◆ Task statement ◆
Return all lines from the entries below in which the word "process" is present.

◆ Extracted records ◆
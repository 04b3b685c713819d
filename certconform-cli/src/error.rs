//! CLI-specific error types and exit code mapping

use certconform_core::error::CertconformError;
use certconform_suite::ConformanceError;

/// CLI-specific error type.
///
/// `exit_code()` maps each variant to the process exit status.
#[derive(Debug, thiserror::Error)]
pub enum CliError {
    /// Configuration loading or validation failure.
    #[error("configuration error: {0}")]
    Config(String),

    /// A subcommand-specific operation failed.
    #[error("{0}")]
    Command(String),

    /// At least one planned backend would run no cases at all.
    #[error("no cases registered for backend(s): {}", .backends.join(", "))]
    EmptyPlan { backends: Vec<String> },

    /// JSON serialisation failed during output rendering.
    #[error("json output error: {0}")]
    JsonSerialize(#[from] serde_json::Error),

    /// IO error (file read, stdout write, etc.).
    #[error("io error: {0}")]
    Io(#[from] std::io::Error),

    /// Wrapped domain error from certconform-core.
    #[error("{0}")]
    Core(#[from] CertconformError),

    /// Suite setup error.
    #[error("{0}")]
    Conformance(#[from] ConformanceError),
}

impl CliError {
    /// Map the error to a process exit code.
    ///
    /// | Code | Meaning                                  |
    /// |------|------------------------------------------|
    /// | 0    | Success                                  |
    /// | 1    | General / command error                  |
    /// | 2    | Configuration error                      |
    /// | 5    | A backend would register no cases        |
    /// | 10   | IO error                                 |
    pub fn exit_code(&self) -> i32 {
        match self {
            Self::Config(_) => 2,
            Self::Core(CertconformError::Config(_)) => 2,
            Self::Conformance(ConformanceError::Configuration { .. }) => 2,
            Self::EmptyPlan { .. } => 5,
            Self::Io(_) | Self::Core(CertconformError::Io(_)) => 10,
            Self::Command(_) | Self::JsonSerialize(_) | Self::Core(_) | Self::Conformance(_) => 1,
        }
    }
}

◆ Result for this exercise ◆
/// `exit_code()` maps each variant to the process exit status.
    /// Map the error to a process exit code.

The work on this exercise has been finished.